“kenapa harus aku sih?”, degusku dalam hati
Selama ini bisa
dikatakan aku tak pernah berolahraga, menyukainya pun tidak. Tapi, kenapa malah
aku yang kepilih untuk lomba di cabang olahraga?.
“lompat jauh?”
Aku mengernyitkan
keningku. Memikirkannya. Apa itu ? melompat saja harus di pertandingkan?
Aku memang tak pernah
acuh sama sekali di bidang olahraga. Bahkan setiap pelajaran penjas aku selalu
berteduh di bawah jamur-jamur buatan yang ada di depan koridor, atau aku akan
membaca buku-buku di bidang seni jika pelajaran penjas berlangsung di kelas.
Hhmm,,, aku menghela
nafas.
“poster tubuhmu cocok
untuk menjadi seorang atlit”.
Ahh, kata-kata itu
selalu saja mengusikku. Agung, dia memang biasa menyemangatiku. Tapi, kali ini
menurutku malah nggak tepat. Tubuh yang tinggi ini faktor keturunan, bukan
karena aku menyukai olahraga.
Sekali lagi aku
bergumam, olahraga saja tidak suka, gimana bisa jadi atlit?.
***
Aku
sudah berlatih semampuku. Aku melakukannya demi nama baik sekolahku. Bukan
karena paksaan atau apapun itu.
Saat
ini aku telah berdiri pada sebuah lintasan, dan di depanku ada bak pasir yang
menanti hentakan kakiku. Ntah sejauh apa lompatanku nanti.
Pelan-pelan
kulangkahkan kakiku kebelakang—berjalan mundur, menjauh dari bak pasir itu.

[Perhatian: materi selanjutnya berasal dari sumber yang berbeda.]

//! Row types for the backend tables.
//!
//! Field names serialize snake_case to line up with the Postgres columns,
//! so the same types work for the REST backend and the canonical HTTP
//! surface.

use chrono::{DateTime, Utc};
use serde::{Deserialize, Serialize};
use uuid::Uuid;

#[derive(Debug, Clone, Copy, PartialEq, Eq, Serialize, Deserialize)]
#[serde(rename_all = "snake_case")]
pub enum IncidentStatus {
    Active,
    Resolved,
}

/// A rider-filed incident. Rows are never physically deleted; resolution is
/// a status flip performed by the owning reporter.
#[derive(Debug, Clone, Serialize, Deserialize)]
pub struct IncidentReport {
    pub id: Uuid,
    pub reporter_id: Uuid,
    pub city: String,
    pub incident_type: String,
    pub transit_line: String,
    pub location_name: String,
    pub description: String,
    pub latitude: Option<f64>,
    pub longitude: Option<f64>,
    pub accuracy: Option<f64>,
    pub image_url: Option<String>,
    pub status: IncidentStatus,
    pub created_at: DateTime<Utc>,
}

/// Fields the reporter supplies when filing. `reporter_id` is attached
/// client-side; row-level security on the backend is what actually binds
/// rows to the authenticated caller.
#[derive(Debug, Clone, Serialize, Deserialize)]
pub struct NewIncident {
    pub reporter_id: Uuid,
    pub city: String,
    pub incident_type: String,
    pub transit_line: String,
    pub location_name: String,
    pub description: String,
    #[serde(default)]
    pub latitude: Option<f64>,
    #[serde(default)]
    pub longitude: Option<f64>,
    #[serde(default)]
    pub accuracy: Option<f64>,
    #[serde(default)]
    pub image_url: Option<String>,
}

#[derive(Debug, Clone, Serialize, Deserialize)]
pub struct GroupRide {
    pub id: Uuid,
    pub creator_id: Uuid,
    pub city: String,
    pub origin: String,
    pub destination: String,
    pub departure_at: DateTime<Utc>,
    pub max_spots: u32,
    #[serde(default)]
    pub notes: Option<String>,
    pub created_at: DateTime<Utc>,
}

#[derive(Debug, Clone, Serialize, Deserialize)]
pub struct NewRide {
    pub creator_id: Uuid,
    pub city: String,
    pub origin: String,
    pub destination: String,
    pub departure_at: DateTime<Utc>,
    pub max_spots: u32,
    #[serde(default)]
    pub notes: Option<String>,
}

#[derive(Debug, Clone, Serialize, Deserialize)]
pub struct RideMember {
    pub id: Uuid,
    pub ride_id: Uuid,
    pub user_id: Uuid,
    pub joined_at: DateTime<Utc>,
}

#[derive(Debug, Clone, Serialize, Deserialize)]
pub struct GroupMessage {
    pub id: Uuid,
    pub ride_id: Uuid,
    pub sender_id: Uuid,
    pub body: String,
    pub created_at: DateTime<Utc>,
}

/// One row per authenticated user; read and written only by its owner.
#[derive(Debug, Clone, Serialize, Deserialize)]
pub struct Profile {
    pub user_id: Uuid,
    pub display_name: String,
    #[serde(default)]
    pub university: Option<String>,
    pub verified: bool,
    pub updated_at: DateTime<Utc>,
}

Jantungku berdetak lebih cepat dari biasanya. Bahkan lebih cepat saat kali
pertamanya aku tertangkap mata oleh Agung—mengawasi Agung dalam diam.
Menit
berikutnya aku melihat sekelilingku—mencari Agung. Ya, penyemangatku. Mana dia?
Kenapa dia tak ada di arena pertandingan?. Aku terdiam, semangatku mulai
hilang. Sepertinya aku ingin menyerah. Aku menghela nafas. Berusaha menenangkan
diriku. Walau bagaimanapun kembali pada tujuan utamaku. Bertarung demi nama
baik sekolah. Bukan karena Agung.
“sejauh
apapun lompatanmu nanti, sejauh itulah kebahagiaan yang kau beri untuk kami
semua”.
Aku
selalu ingat kata-kata Agung. Ia memang tak pernah bosan menyemangatiku meski
terkadang aku memang suka mencelanya.
Kini,
aku telah siap untuk melompat. Aku mulai berlari sekencang-kencangnya meninggalkan
lintasan itu. Lalu, melompat. Menghentakkan kaki di bak pasir. Juri mengukur,
lalu mencatat jauh lompatanku.
Sepertinya
aku terlalu cepat mendarat, hingga lompatanku rasanya tak maksimal. Bersyukur
saat itu peserta hanya delapan orang. Jadi, ada enam kali kesempatan untukku
melompat.
Dan
ini kesempatan terakhir untukku. Ini juga akan menentukan apakah aku pantas
untuk menjadi pemenang atau tidak. Setelah beberapa kali melompat rasanya
percaya diriku tumbuh lebih besar. Sebelum berlari meninggalkan lintasan itu,
aku melihat ke depan. Tepat di ujung bak pasir itu ada sekelebat bayangan. Ya,
bayangan Agung. Aku hafal betul bentuk tubuhnya.
Menit
berikutnya dengan semangat aku berlari meninggalkan lintasan sejauh empat puluh
meter itu, lalu bertumpu pada papan tolakan. Mengangkat tubuh ini. Menggunakan
teknik melayang di udara. Lalu aku menundukkan
kepala, mengayun lengan, dan membawa pinggang ke depan dan mendarat dengan
tenang.
***
“Zika Adinata”.
Seseorang menyebut namaku, lalu di ikuti tepukan tangan
para penonton dan peserta lainnya. Aku berjalan menuju panggung. Rasanya
sedikit ragu—aku pemenangnya. Apakah benar itu namaku ataukah bukan. Seperti
mimpi, tapi aku puas dengan usahaku. Sekarang aku mengerti, apa yang dilakukan
atas usaha keras, maka akan mencapai hasil maksimal pula.
Di ujung sana terlihat sosok agung menaikkan dua
jempolnya lalu tersenyum, dengan senang hati kubalas senyumannya.
“terimakasih penyemangatku” ucapku dalam hati.